START Dataset excerpts

//! Activation-cost parsing: the text left of a colon separator, split on
//! commas outside braces into an ordered component list.
//!
//! Unparsed fragments are retained as opaque `Other` components with a
//! confidence penalty rather than dropped.

use serde::{Deserialize, Serialize};

use crate::mana::{ManaCost, brace_groups};

/// Confidence subtracted for each cost fragment kept as opaque text.
pub const OPAQUE_COST_PENALTY: f64 = 0.25;

#[derive(Debug, Clone, PartialEq, Serialize, Deserialize)]
#[serde(rename_all = "snake_case", tag = "kind", content = "value")]
pub enum CostComponent {
    /// Mana symbols, kept as the printed brace string.
    Mana(String),
    Tap,
    Untap,
    /// "Sacrifice a creature" — the sacrificed description.
    Sacrifice(String),
    /// "Discard a card" — the discarded description.
    Discard(String),
    PayLife(u32),
    /// "Exile <what> from your graveyard".
    ExileFromGraveyard(String),
    /// Unrecognized fragment, kept verbatim.
    Other(String),
}

/// An ordered cost list plus the confidence of its parse.
#[derive(Debug, Clone, PartialEq, Default)]
pub struct ParsedCost {
    pub components: Vec<CostComponent>,
    pub confidence: f64,
}

impl ParsedCost {
    /// True when at least one component was structurally recognized.
    pub fn is_recognized(&self) -> bool {
        self.components
            .iter()
            .any(|component| !matches!(component, CostComponent::Other(_)))
    }
}

/// Parses the cost side of an activated ability. Segments split on
/// commas outside `{...}`; each segment parses independently.
pub fn parse_cost_text(text: &str) -> ParsedCost {
    let mut components = Vec::new();
    let mut opaque = 0usize;

    for segment in split_segments(text) {
        let segment = segment.trim();
        if segment.is_empty() {
            continue;
        }
        match parse_segment(segment) {
            Some(parsed) => components.extend(parsed),
            None => {
                components.push(CostComponent::Other(segment.to_string()));
                opaque += 1;
            }
        }
    }

    ParsedCost {
        components,
        confidence: (1.0 - opaque as f64 * OPAQUE_COST_PENALTY).max(0.0),
    }
}

/// True when the text parses as a plausible activation cost — the
/// classifier's colon test.
pub fn looks_like_cost(text: &str) -> bool {
    let parsed = parse_cost_text(text);
    !parsed.components.is_empty() && parsed.is_recognized()
}

fn split_segments(text: &str) -> Vec<String> {
    let mut segments = Vec::new();
    let mut current = String::new();
    let mut in_braces = false;
    for ch in text.chars() {
        match ch {
            '{' => {
                in_braces = true;
                current.push(ch);
            }
            '}' => {
                in_braces = false;
                current.push(ch);
            }
            ',' if !in_braces => segments.push(std::mem::take(&mut current)),
            _ => current.push(ch),
        }
    }
    segments.push(current);
    segments
}

fn parse_segment(segment: &str) -> Option<Vec<CostComponent>> {
    // Pure brace segments: mana pips mixed with {T}/{Q}.
    if let Some(groups) = brace_groups(segment) {
        if groups.is_empty() {
            return None;
        }
        return parse_symbol_groups(&groups);
    }

    let lower = segment.to_ascii_lowercase();
    let words: Vec<&str> = lower.split_whitespace().collect();

    match words.as_slice() {
        ["tap"] | ["t"] => return Some(vec![CostComponent::Tap]),
        ["untap"] | ["q"] => return Some(vec![CostComponent::Untap]),
        _ => {}
    }

    if let Some(rest) = lower.strip_prefix("sacrifice ") {
        return Some(vec![CostComponent::Sacrifice(rest.trim().to_string())]);
    }
    if let Some(rest) = lower.strip_prefix("discard ") {
        return Some(vec![CostComponent::Discard(rest.trim().to_string())]);
    }
    if let Some(rest) = lower.strip_prefix("pay ") {
        let mut parts = rest.split_whitespace();
        let amount = parts.next()?.parse::<u32>().ok()?;
        if parts.next() == Some("life") {
            return Some(vec![CostComponent::PayLife(amount)]);
        }
        return None;
    }
    if lower.starts_with("exile ") && lower.contains("from your graveyard") {
        let what = lower
            .trim_start_matches("exile ")
            .split(" from your graveyard")
            .next()
            .unwrap_or("")
            .trim()
            .to_string();
        return Some(vec![CostComponent::ExileFromGraveyard(what)]);
    }

    None
}

/// Turns a run of brace groups into components: contiguous mana pips
/// collapse into one `Mana` entry, `{T}`/`{Q}` stand alone.
fn parse_symbol_groups(groups: &[String]) -> Option<Vec<CostComponent>> {
    let mut components = Vec::new();
    let mut mana_run = String::new();

    let flush = |mana_run: &mut String, components: &mut Vec<CostComponent>| {
        if !mana_run.is_empty() {
            components.push(CostComponent::Mana(std::mem::take(mana_run)));
        }
    };

    for body in groups {
        match body.to_ascii_lowercase().as_str() {
            "t" => {
                flush(&mut mana_run, &mut components);
                components.push(CostComponent::Tap);
            }
            "q" => {
                flush(&mut mana_run, &mut components);
                components.push(CostComponent::Untap);
            }
            _ => {
                let pip = format!("{{{}}}", body.to_ascii_uppercase());
                ManaCost::parse(&pip)?;
                mana_run.push_str(&pip);
            }
        }
    }
    flush(&mut mana_run, &mut components);

    if components.is_empty() {
        return None;
    }
    Some(components)
}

END Dataset excerpts

What to do: Read the listing above, then copy every line that includes the string "each".

Written solution:
/// Confidence subtracted for each cost fragment kept as opaque text.
/// commas outside `{...}`; each segment parses independently.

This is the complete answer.